In letzter Zeit stelle ich aber immer wieder fest, dass Katzen gerne mal dominantes Verhalten unterstellt wird, vor allem dann, wenn sie sich regelmäßig aggressiv gegenüber ihrer Mitkatze verhalten.

Höchste Zeit mal einen genaueren Blick darauf zu werfen, was Dominanz eigentlich ist:

Grob kann man Dominanz definieren, als zeit-, orts- und situationsabhängige soziale und/oder ressourcenbezogene Freiheiten, die sich ein Individuum gegenüber einem anderes Individuum erlauben kann.*

Mein Lieblingsbeispiel, um das etwas besser zu verdeutlichen, kommt aus dem menschlichen Bereich. Mein Lieblingsbeispiel ist es vor allem deswegen, weil es sehr deutlich zeigt, dass Dominanz mit Druck, Aggression oder körperlicher Überlegenheit erstmal überhaupt nichts zu tun hat.
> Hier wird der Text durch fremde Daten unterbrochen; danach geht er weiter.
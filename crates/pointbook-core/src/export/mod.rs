//! Report export
//!
//! Reports are built as an in-memory [`Workbook`], then rendered by a
//! [`SpreadsheetWriter`] and written to disk in one step.

pub mod mapping;
pub mod report;
pub mod template;
pub mod workbook;
pub mod xlsx;

pub use mapping::{CellRef, ColumnRef, ExportMappings, ListColumns, RewardColumns, RoleMapping, StatCells};
pub use report::{matrix_sheet, write_report, ReportBuilder, ReportOptions, MATRIX_SHEET};
pub use template::{load_template_file, JsonTemplateLoader, TemplateLoader, Templates};
pub use workbook::{Align, Cell, CellStyle, CellValue, MergeRange, Sheet, Workbook};
pub use xlsx::{SpreadsheetWriter, XlsxWriter};
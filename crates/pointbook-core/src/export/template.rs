//! Report templates
//!
//! A template is a styled sheet that reports are cloned from. Templates are
//! loaded once, when the user supplies them; a template that fails to parse
//! is reported then and the report for that role falls back to the plain
//! layout.

use std::fs::File;
use std::io::{BufReader, Read};
use std::path::Path;

use tracing::{info, warn};

use super::workbook::Sheet;
use crate::error::{Error, Result};
use crate::models::StaffRole;

/// Parses an uploaded template into a sheet model
pub trait TemplateLoader {
    fn load(&self, reader: &mut dyn Read) -> Result<Sheet>;
}

/// Loads templates stored as the JSON form of [`Sheet`]
#[derive(Debug, Clone, Copy, Default)]
pub struct JsonTemplateLoader;

impl TemplateLoader for JsonTemplateLoader {
    fn load(&self, reader: &mut dyn Read) -> Result<Sheet> {
        let sheet: Sheet = serde_json::from_reader(reader)
            .map_err(|e| Error::Template(format!("Unreadable template: {}", e)))?;
        if sheet.cells.is_empty() {
            return Err(Error::Template("Template has no cells".to_string()));
        }
        Ok(sheet)
    }
}

/// Load a template file
pub fn load_template_file(loader: &dyn TemplateLoader, path: &Path) -> Result<Sheet> {
    let file = File::open(path)
        .map_err(|e| Error::Template(format!("Cannot open {}: {}", path.display(), e)))?;
    let mut reader = BufReader::new(file);
    let sheet = loader.load(&mut reader)?;
    info!("Loaded template {} ({} cells)", path.display(), sheet.cells.len());
    Ok(sheet)
}

/// Templates per bonus-earning role
#[derive(Debug, Clone, Default)]
pub struct Templates {
    pub sales: Option<Sheet>,
    pub pharmacist: Option<Sheet>,
}

impl Templates {
    pub fn none() -> Self {
        Self::default()
    }

    pub fn for_role(&self, role: StaffRole) -> Option<&Sheet> {
        match role {
            StaffRole::Sales => self.sales.as_ref(),
            StaffRole::Pharmacist => self.pharmacist.as_ref(),
            StaffRole::NoBonus => None,
        }
    }

    /// Load whichever templates are given
    ///
    /// A template that fails to load is returned in the error list and left
    /// out, so the report for that role uses the plain layout.
    pub fn load(
        loader: &dyn TemplateLoader,
        sales: Option<&Path>,
        pharmacist: Option<&Path>,
    ) -> (Self, Vec<Error>) {
        let mut errors = Vec::new();
        let mut load = |path: Option<&Path>| {
            path.and_then(|p| match load_template_file(loader, p) {
                Ok(sheet) => Some(sheet),
                Err(e) => {
                    warn!("Template {} unusable: {}", p.display(), e);
                    errors.push(e);
                    None
                }
            })
        };

        let templates = Self {
            sales: load(sales),
            pharmacist: load(pharmacist),
        };
        (templates, errors)
    }
}
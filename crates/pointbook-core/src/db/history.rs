//! Purchase history operations

use std::collections::BTreeSet;

use rusqlite::{params, params_from_iter, Connection, ToSql};
use tracing::{debug, info};

use super::Database;
use crate::dates::year_prefix;
use crate::error::Result;
use crate::grouping::normalize;
use crate::models::{HistoryRecord, MonthStats, StoreStats, UNCLASSIFIED_STORE};

const HISTORY_COLUMNS: &str = "customer_id, item_id, date, quantity, store_name, sales_person, \
     price, unit, item_name, amount, category, points, ticket_no";

/// WHERE fragment selecting one store; the sentinel name selects legacy rows
fn store_condition(store_name: &str) -> (&'static str, Vec<Box<dyn ToSql>>) {
    if store_name == UNCLASSIFIED_STORE {
        ("(store_name IS NULL OR store_name = '')", Vec::new())
    } else {
        (
            "store_name = ?",
            vec![Box::new(store_name.to_string()) as Box<dyn ToSql>],
        )
    }
}

/// Insert records on an open connection (or transaction)
pub(crate) fn insert_history_rows(conn: &Connection, records: &[HistoryRecord]) -> Result<usize> {
    let mut stmt = conn.prepare_cached(
        r#"
        INSERT INTO history_records (
            customer_id, item_id, item_id_normalized, date, quantity, store_name,
            sales_person, price, unit, item_name, amount, category, points, ticket_no
        )
        VALUES (?, ?, ?, ?, ?, ?, ?, ?, ?, ?, ?, ?, ?, ?)
        "#,
    )?;

    for record in records {
        stmt.execute(params![
            record.customer_id,
            record.item_id,
            normalize(&record.item_id),
            record.date,
            record.quantity,
            record.store_name,
            record.sales_person,
            record.price,
            record.unit,
            record.item_name,
            record.amount,
            record.category,
            record.points,
            record.ticket_no,
        ])?;
    }

    Ok(records.len())
}

impl Database {
    /// Append one chunk of history records in a single transaction
    pub fn insert_history_chunk(&self, records: &[HistoryRecord]) -> Result<usize> {
        let mut conn = self.conn()?;
        let tx = conn.transaction()?;
        let inserted = insert_history_rows(&tx, records)?;
        tx.commit()?;

        debug!("Inserted history chunk of {} rows", inserted);
        Ok(inserted)
    }

    /// Append history records, committing every `chunk_size` rows
    ///
    /// No deduplication: importing the same rows twice stores them twice.
    pub fn bulk_insert_history(
        &self,
        records: &[HistoryRecord],
        chunk_size: usize,
    ) -> Result<usize> {
        let mut inserted = 0;
        for chunk in records.chunks(chunk_size.max(1)) {
            inserted += self.insert_history_chunk(chunk)?;
        }

        info!("Inserted {} history records", inserted);
        Ok(inserted)
    }

    /// Total number of history records
    pub fn count_history(&self) -> Result<i64> {
        let conn = self.conn()?;
        let count = conn.query_row("SELECT COUNT(*) FROM history_records", [], |row| row.get(0))?;
        Ok(count)
    }

    /// Record counts per store, largest first
    pub fn history_stats_by_store(&self) -> Result<Vec<StoreStats>> {
        let conn = self.conn()?;
        let mut stmt = conn.prepare(
            r#"
            SELECT COALESCE(NULLIF(store_name, ''), ?) AS store, COUNT(*) AS cnt
            FROM history_records
            GROUP BY store
            ORDER BY cnt DESC, store ASC
            "#,
        )?;

        let stats = stmt
            .query_map(params![UNCLASSIFIED_STORE], |row| {
                Ok(StoreStats {
                    store_name: row.get(0)?,
                    count: row.get(1)?,
                })
            })?
            .collect::<std::result::Result<Vec<_>, _>>()?;

        Ok(stats)
    }

    /// Distinct ROC year prefixes present for a store, ascending
    pub fn history_years_for_store(&self, store_name: &str) -> Result<Vec<String>> {
        let conn = self.conn()?;
        let (condition, params) = store_condition(store_name);
        let sql = format!(
            "SELECT DISTINCT substr(date, 1, 3) FROM history_records WHERE {}",
            condition
        );

        let mut stmt = conn.prepare(&sql)?;
        let prefixes = stmt
            .query_map(params_from_iter(params.iter()), |row| row.get::<_, String>(0))?
            .collect::<std::result::Result<Vec<_>, _>>()?;

        let years: BTreeSet<String> = prefixes
            .iter()
            .filter_map(|p| year_prefix(p).map(str::to_string))
            .collect();

        Ok(years.into_iter().collect())
    }

    /// Record counts per month for a store and ROC year
    pub fn history_monthly_stats(&self, store_name: &str, year: &str) -> Result<Vec<MonthStats>> {
        let conn = self.conn()?;
        let (condition, mut params) = store_condition(store_name);
        params.push(Box::new(year.to_string()));
        let sql = format!(
            r#"
            SELECT substr(date, 4, 2) AS month, COUNT(*)
            FROM history_records
            WHERE {} AND substr(date, 1, 3) = ?
            GROUP BY month
            ORDER BY month ASC
            "#,
            condition
        );

        let mut stmt = conn.prepare(&sql)?;
        let stats = stmt
            .query_map(params_from_iter(params.iter()), |row| {
                Ok(MonthStats {
                    month: row.get(0)?,
                    count: row.get(1)?,
                })
            })?
            .collect::<std::result::Result<Vec<_>, _>>()?;

        Ok(stats)
    }

    /// Delete every record of a store
    pub fn delete_history_by_store(&self, store_name: &str) -> Result<usize> {
        self.delete_history_where(store_name, None)
    }

    /// Delete one ROC year of a store
    pub fn delete_history_by_store_year(&self, store_name: &str, year: &str) -> Result<usize> {
        self.delete_history_where(store_name, Some(year.to_string()))
    }

    /// Delete one month of one ROC year of a store
    pub fn delete_history_by_store_year_month(
        &self,
        store_name: &str,
        year: &str,
        month: &str,
    ) -> Result<usize> {
        self.delete_history_where(store_name, Some(format!("{}{:0>2}", year, month)))
    }

    fn delete_history_where(&self, store_name: &str, date_prefix: Option<String>) -> Result<usize> {
        let conn = self.conn()?;
        let (condition, mut params) = store_condition(store_name);
        let mut sql = format!("DELETE FROM history_records WHERE {}", condition);
        if let Some(prefix) = date_prefix {
            sql.push_str(" AND substr(date, 1, ?) = ?");
            params.push(Box::new(prefix.chars().count() as i64));
            params.push(Box::new(prefix));
        }

        let deleted = conn.execute(&sql, params_from_iter(params.iter()))?;
        info!("Deleted {} history records from {}", deleted, store_name);
        Ok(deleted)
    }

    /// Browse one store's records, optionally narrowed to a year or month
    pub fn page_history(
        &self,
        store_name: &str,
        year: Option<&str>,
        month: Option<&str>,
        offset: i64,
        limit: i64,
    ) -> Result<Vec<HistoryRecord>> {
        let conn = self.conn()?;
        let (condition, mut params) = store_condition(store_name);
        let mut sql = format!(
            "SELECT {} FROM history_records WHERE {}",
            HISTORY_COLUMNS, condition
        );
        if let Some(year) = year {
            sql.push_str(" AND substr(date, 1, 3) = ?");
            params.push(Box::new(year.to_string()));
            if let Some(month) = month {
                sql.push_str(" AND substr(date, 4, 2) = ?");
                params.push(Box::new(format!("{:0>2}", month)));
            }
        }
        sql.push_str(" ORDER BY date ASC, id ASC LIMIT ? OFFSET ?");
        params.push(Box::new(limit));
        params.push(Box::new(offset));

        let mut stmt = conn.prepare(&sql)?;
        let records = stmt
            .query_map(params_from_iter(params.iter()), Self::row_to_history)?
            .collect::<std::result::Result<Vec<_>, _>>()?;

        Ok(records)
    }

    /// Every history record in insertion order
    pub fn all_history(&self) -> Result<Vec<HistoryRecord>> {
        let conn = self.conn()?;
        let sql = format!("SELECT {} FROM history_records ORDER BY id", HISTORY_COLUMNS);
        let mut stmt = conn.prepare(&sql)?;
        let records = stmt
            .query_map([], Self::row_to_history)?
            .collect::<std::result::Result<Vec<_>, _>>()?;
        Ok(records)
    }

    /// Whether the customer has any stored purchase of one of the normalized item ids
    pub fn has_prior_purchase(&self, customer_id: &str, normalized_ids: &[String]) -> Result<bool> {
        if customer_id.is_empty() || normalized_ids.is_empty() {
            return Ok(false);
        }

        let conn = self.conn()?;
        let placeholders = vec!["?"; normalized_ids.len()].join(", ");
        let sql = format!(
            "SELECT EXISTS(SELECT 1 FROM history_records \
             WHERE customer_id = ? AND item_id_normalized IN ({}))",
            placeholders
        );

        let mut stmt = conn.prepare_cached(&sql)?;
        let params = std::iter::once(customer_id).chain(normalized_ids.iter().map(String::as_str));
        let found: bool = stmt.query_row(params_from_iter(params), |row| row.get(0))?;
        Ok(found)
    }

    pub(crate) fn row_to_history(row: &rusqlite::Row) -> rusqlite::Result<HistoryRecord> {
        Ok(HistoryRecord {
            customer_id: row.get(0)?,
            item_id: row.get(1)?,
            date: row.get(2)?,
            quantity: row.get(3)?,
            store_name: row.get(4)?,
            sales_person: row.get(5)?,
            price: row.get(6)?,
            unit: row.get(7)?,
            item_name: row.get(8)?,
            amount: row.get(9)?,
            category: row.get(10)?,
            points: row.get(11)?,
            ticket_no: row.get(12)?,
        })
    }
}
#[cfg(test)]
mod tests {
    use super::*;
    use crate::category::{ADULT_DRINK, ADULT_FORMULA, INFANT_FORMULA};
    use crate::points::RowEdit;
    use crate::rewards::RewardKind;

    fn row(person: &str, points: i64, qty: i64, status: PointStatus) -> Stage1Row {
        Stage1Row {
            id: 0,
            sales_person: person.to_string(),
            role: StaffRole::Sales,
            date: "1130305".to_string(),
            display_date: "03/05".to_string(),
            customer_id: "C1".to_string(),
            customer_name: None,
            item_id: "100".to_string(),
            item_name: "奶粉".to_string(),
            quantity: qty,
            unit: None,
            amount: 0.0,
            ticket_no: None,
            original_points: points,
            natural_category: INFANT_FORMULA.to_string(),
            category: INFANT_FORMULA.to_string(),
            auto_status: status,
            status,
            original_developer: None,
            repurchase_type: None,
            return_target: None,
            manual_points: None,
        }
    }

    fn pharmacist_lin() -> StaffDirectory {
        StaffDirectory::new(vec![Staff {
            id: "2".to_string(),
            name: "林".to_string(),
            role: StaffRole::Pharmacist,
            branch: None,
            customer_id: None,
            points_standard: None,
            cosmetic_standard: None,
        }])
    }

    #[test]
    fn test_aggregate_own_rows() {
        let mut deleted = row("王", 50, 1, PointStatus::Develop);
        deleted.apply(RowEdit::SetStatus(PointStatus::Delete)).unwrap();
        let mut half = row("王", 8, 1, PointStatus::Develop);
        half.apply(RowEdit::SetStatus(PointStatus::HalfYear)).unwrap();

        let rows = vec![
            row("王", 10, 1, PointStatus::Develop),
            row("王", 10, 1, PointStatus::Repurchase),
            row("王", -6, -1, PointStatus::Return),
            deleted,
            half,
        ];
        let people = aggregate(&rows, &[], &[], &StaffDirectory::default());
        assert_eq!(people.len(), 1);
        let wang = &people[0];
        assert_eq!(wang.develop_points, 10);
        assert_eq!(wang.half_year_points, 8);
        assert_eq!(wang.return_points, -6);
        assert_eq!(wang.total_points(), 12);
        assert_eq!(wang.repurchase_count, 1);
        assert_eq!(wang.repurchase_points, 5);
        assert_eq!(wang.rows.len(), 3);
    }

    #[test]
    fn test_transferred_return_moves_ledger() {
        let mut ret = row("王", -7, -1, PointStatus::Return);
        ret.apply(RowEdit::SetReturnTarget(Some("李".to_string())))
            .unwrap();
        ret.apply(RowEdit::SetOriginalDeveloper(Some("陳".to_string())))
            .unwrap();

        let rows = vec![row("王", 10, 1, PointStatus::Develop), ret];
        let people = aggregate(&rows, &[], &[], &StaffDirectory::default());

        let wang = people.iter().find(|p| p.name == "王").unwrap();
        let lee = people.iter().find(|p| p.name == "李").unwrap();
        assert_eq!(wang.total_points(), 10);
        assert_eq!(wang.return_count, 0);
        // Target takes the seller's share of the split
        assert_eq!(lee.incoming_return_points, -4);
        assert_eq!(lee.total_points(), -4);

        let matrix = RepurchaseMatrix::build(&rows, &StaffDirectory::default());
        assert_eq!(matrix.developers, vec!["陳".to_string()]);
        assert_eq!(matrix.rows[0].credits["陳"], -3);
    }

    #[test]
    fn test_transferred_return_uses_target_role() {
        let mut ret = row("王", -12, -3, PointStatus::Return);
        ret.natural_category = ADULT_DRINK.to_string();
        ret.apply(RowEdit::SetReturnTarget(Some("林".to_string())))
            .unwrap();

        let people = aggregate(&[ret.clone()], &[], &[], &pharmacist_lin());
        let lin = people.iter().find(|p| p.name == "林").unwrap();
        // Pharmacists do not divide this category by quantity
        assert_eq!(ret.calculated_points(), -4);
        assert_eq!(lin.incoming_return_points, -12);
        assert_eq!(lin.incoming_returns[0].role, StaffRole::Pharmacist);
    }

    #[test]
    fn test_transferred_split_shares_sum_to_target_base() {
        let mut ret = row("王", -12, -3, PointStatus::Return);
        ret.natural_category = ADULT_DRINK.to_string();
        ret.apply(RowEdit::SetReturnTarget(Some("林".to_string())))
            .unwrap();
        ret.apply(RowEdit::SetOriginalDeveloper(Some("陳".to_string())))
            .unwrap();
        let rows = vec![ret];
        let directory = pharmacist_lin();

        let people = aggregate(&rows, &[], &[], &directory);
        let lin = people.iter().find(|p| p.name == "林").unwrap();
        let matrix = RepurchaseMatrix::build(&rows, &directory);
        let developer_share = matrix.rows[0].credits["陳"];

        assert_eq!(lin.incoming_return_points, -6);
        assert_eq!(developer_share, -6);
        assert_eq!(lin.incoming_return_points + developer_share, -12);
    }

    #[test]
    fn test_repurchase_matrix_credit() {
        let mut a = row("王", 11, 3, PointStatus::Repurchase);
        a.natural_category = ADULT_FORMULA.to_string();
        a.original_developer = Some("李".to_string());
        let mut b = row("王", 10, 1, PointStatus::Repurchase);
        b.original_developer = Some("陳".to_string());
        let mut c = row("林", 9, 1, PointStatus::Repurchase);
        c.original_developer = Some("李".to_string());
        let mut d = row("林", 9, 1, PointStatus::Repurchase);
        d.original_developer = Some("無".to_string());

        let matrix = RepurchaseMatrix::build(&[a, b, c, d], &StaffDirectory::default());
        assert_eq!(matrix.developers, vec!["李".to_string(), "陳".to_string()]);
        // 3 - 1
        assert_eq!(matrix.rows.iter().find(|r| r.seller == "王").unwrap().credits["李"], 2);
        assert_eq!(matrix.totals["李"], 2 + 5);
        assert_eq!(matrix.totals["陳"], 5);
        assert_eq!(matrix.grand_total, 12);
    }

    #[test]
    fn test_rewards_and_cosmetics_attached() {
        let stage2 = vec![Stage2Row {
            sales_person: "王".to_string(),
            date: String::new(),
            customer_id: None,
            item_id: "1".to_string(),
            item_name: String::new(),
            quantity: 2,
            reward_per_unit: 30.0,
            kind: RewardKind::Voucher,
            custom_reward: None,
        }];
        let stage3 = vec![Stage3Summary {
            sales_person: "王".to_string(),
            brands: BTreeMap::from([("A".to_string(), 500.0)]),
        }];

        let people = aggregate(&[], &stage2, &stage3, &StaffDirectory::default());
        assert_eq!(people[0].voucher_reward, 60.0);
        assert_eq!(people[0].reward_total(), 60.0);
        assert_eq!(people[0].cosmetic_total(), 500.0);
    }
}
//! Staff directory commands

use std::fs::File;
use std::io::BufReader;
use std::path::Path;

use anyhow::{Context, Result};
use pointbook_core::import::import_staff;
use pointbook_core::{AppConfig, CsvSpreadsheetReader, Database, Staff};

use super::truncate;

pub fn cmd_staff_list(db: &Database) -> Result<()> {
    let staff = db.list_staff()?;
    if staff.is_empty() {
        println!("No staff. Add with: pointbook staff add ID NAME --role SALES");
        return Ok(());
    }

    println!(
        "{:<8} {:<12} {:<10} {:<10} {:>8} {:>10}",
        "ID", "NAME", "ROLE", "BRANCH", "POINTS", "COSMETICS"
    );
    println!("{}", "-".repeat(63));
    for s in &staff {
        println!(
            "{:<8} {:<12} {:<10} {:<10} {:>8} {:>10}",
            s.id,
            truncate(&s.name, 12),
            s.role.label(),
            truncate(s.branch.as_deref().unwrap_or("-"), 10),
            s.points_standard.map(|v| v.to_string()).unwrap_or_default(),
            s.cosmetic_standard.map(|v| v.to_string()).unwrap_or_default()
        );
    }
    println!();
    println!("{} staff", staff.len());
    Ok(())
}

pub fn cmd_staff_add(db: &Database, staff: Staff) -> Result<()> {
    db.upsert_staff(&staff)
        .with_context(|| format!("Failed to save {}", staff.name))?;
    println!("✅ Saved {} ({}, {})", staff.name, staff.id, staff.role.label());
    Ok(())
}

pub fn cmd_staff_import(db: &Database, config: &AppConfig, path: &Path) -> Result<()> {
    let file = File::open(path).with_context(|| format!("Failed to open {}", path.display()))?;
    let mut reader = BufReader::new(file);
    let csv = CsvSpreadsheetReader::new().with_text_columns(config.staff_columns.text_columns());

    let count = import_staff(db, &csv, &mut reader, &config.staff_columns)
        .context("Failed to import staff list")?;
    println!("✅ Imported {} staff", count);
    Ok(())
}

pub fn cmd_staff_remove(db: &Database, id: &str) -> Result<()> {
    if db.delete_staff(id)? {
        println!("🗑  Removed staff {}", id);
    } else {
        println!("No staff with id {}", id);
    }
    Ok(())
}
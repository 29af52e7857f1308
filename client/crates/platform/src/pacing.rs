//! Request pacing
//!
//! Spacing of outbound requests and wall-clock scheduling for time-boxed
//! openings.

use chrono::{DateTime, Utc};
use std::time::Duration;
use tokio::time::{Instant, MissedTickBehavior};

/// Pacing configuration
#[derive(Debug, Clone, Copy, Default, PartialEq, Eq)]
pub struct PacingConfig {
    /// Gap between two consecutive dispatches; `None` sends back to back
    pub interval: Option<Duration>,
}

impl PacingConfig {
    pub fn every(interval: Duration) -> Self {
        Self {
            interval: (!interval.is_zero()).then_some(interval),
        }
    }

    pub fn burst() -> Self {
        Self::default()
    }

    pub fn is_burst(&self) -> bool {
        self.interval.is_none()
    }
}

/// Paces dispatches at a fixed interval
///
/// The first `tick` completes immediately. Missed ticks are not replayed as a
/// burst: a late dispatch pushes the schedule back instead.
pub struct Pacer {
    interval: Option<tokio::time::Interval>,
}

impl Pacer {
    pub fn new(config: PacingConfig) -> Self {
        let interval = config.interval.map(|period| {
            let mut interval = tokio::time::interval_at(Instant::now(), period);
            interval.set_missed_tick_behavior(MissedTickBehavior::Delay);
            interval
        });
        Self { interval }
    }

    /// Wait until the next dispatch slot
    pub async fn tick(&mut self) {
        if let Some(interval) = self.interval.as_mut() {
            interval.tick().await;
        }
    }
}

/// Time remaining until `at`, or zero if it has passed
pub fn until(at: DateTime<Utc>) -> Duration {
    (at - Utc::now()).to_std().unwrap_or(Duration::ZERO)
}

/// Sleep until a wall-clock instant
///
/// Returns immediately if the instant has already passed.
pub async fn sleep_until(at: DateTime<Utc>) {
    let wait = until(at);
    if !wait.is_zero() {
        tracing::info!(at = %at, wait_ms = wait.as_millis() as u64, "Waiting for scheduled time");
        tokio::time::sleep(wait).await;
    }
}
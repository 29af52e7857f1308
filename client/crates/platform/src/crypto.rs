//! Cryptographic Utilities

use base64::{Engine, engine::general_purpose};
use rand::{RngCore, rngs::OsRng};
use sha2::{Digest, Sha256};

/// Generate cryptographically secure random bytes
pub fn random_bytes(len: usize) -> Vec<u8> {
    let mut bytes = vec![0u8; len];
    OsRng.fill_bytes(&mut bytes);
    bytes
}

/// Compute SHA-256 hash
pub fn sha256(data: &[u8]) -> [u8; 32] {
    let mut hasher = Sha256::new();
    hasher.update(data);
    hasher.finalize().into()
}

/// BIP-340 tagged hash: `SHA256(SHA256(tag) || SHA256(tag) || msg)`
pub fn tagged_hash(tag: &str, msg: &[u8]) -> [u8; 32] {
    let tag_hash = sha256(tag.as_bytes());
    let mut hasher = Sha256::new();
    hasher.update(tag_hash);
    hasher.update(tag_hash);
    hasher.update(msg);
    hasher.finalize().into()
}

/// Encode bytes as base64
pub fn to_base64(bytes: &[u8]) -> String {
    general_purpose::STANDARD.encode(bytes)
}

/// Decode base64 to bytes
pub fn from_base64(s: &str) -> Result<Vec<u8>, base64::DecodeError> {
    general_purpose::STANDARD.decode(s.trim())
}

#[cfg(test)]
mod tests {
    use super::*;

    #[test]
    fn test_sha256_known_values() {
        // SHA-256 of empty string
        let hash = sha256(b"");
        let expected =
            hex::decode("e3b0c44298fc1c149afbf4c8996fb92427ae41e4649b934ca495991b7852b855")
                .unwrap();
        assert_eq!(hash.to_vec(), expected);

        // SHA-256 of "hello"
        assert_eq!(
            hex::encode(sha256(b"hello")),
            "2cf24dba5fb0a30e26e83b2ac5b9e29e1b161e5c1fa7425e73043362938b9824"
        );
    }

    #[test]
    fn test_random_bytes() {
        let bytes = random_bytes(32);
        assert_eq!(bytes.len(), 32);
        // Should not be all zeros (statistically)
        assert!(bytes.iter().any(|&b| b != 0));
    }

    #[test]
    fn test_base64_roundtrip() {
        let data = b"hello world";
        let encoded = to_base64(data);
        let decoded = from_base64(&encoded).unwrap();
        assert_eq!(decoded, data);
    }

    #[test]
    fn test_from_base64_tolerates_trailing_newline() {
        assert_eq!(from_base64("aGk=\n").unwrap(), b"hi");
    }

    #[test]
    fn test_tagged_hash_differs_by_tag() {
        let msg = [7u8; 32];
        assert_ne!(tagged_hash("TapTweak", &msg), tagged_hash("TapLeaf", &msg));
        assert_eq!(tagged_hash("TapTweak", &msg), tagged_hash("TapTweak", &msg));
    }

    #[test]
    fn test_tagged_hash_layout() {
        let tag = sha256(b"TapTweak");
        let mut preimage = Vec::new();
        preimage.extend_from_slice(&tag);
        preimage.extend_from_slice(&tag);
        preimage.extend_from_slice(b"payload");
        assert_eq!(tagged_hash("TapTweak", b"payload"), sha256(&preimage));
    }
}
Stellt euch vor die Queen von England zeigt sich in der Öffentlichkeit. Hinter den Absperrungen drängen sich jubelnde, fähnchenschwingende Anhänger während die Queen die Straße hinabschreitet. Kommt die Queen jetzt spontan auf die Idee, über die Absperrung hinweg einen ihrer Anhänger herzlich zu umarmen, wird das vielleicht etwas Aufsehen erregen. Es wäre aber gesellschaftlich völlig akzeptabel und würde ihr wahrscheinlich sogar als besonders freundliche, volksnahe Geste angerechnet werden.
Sollte dagegen ein Zuschauer über die Absperrung hinweg versuchen die Queen zu umarmen, wäre das ein Skandal und der arme Mensch, so nett er es auch gemeint hat, würde vermutlich ziemlichen Ärger bekommen.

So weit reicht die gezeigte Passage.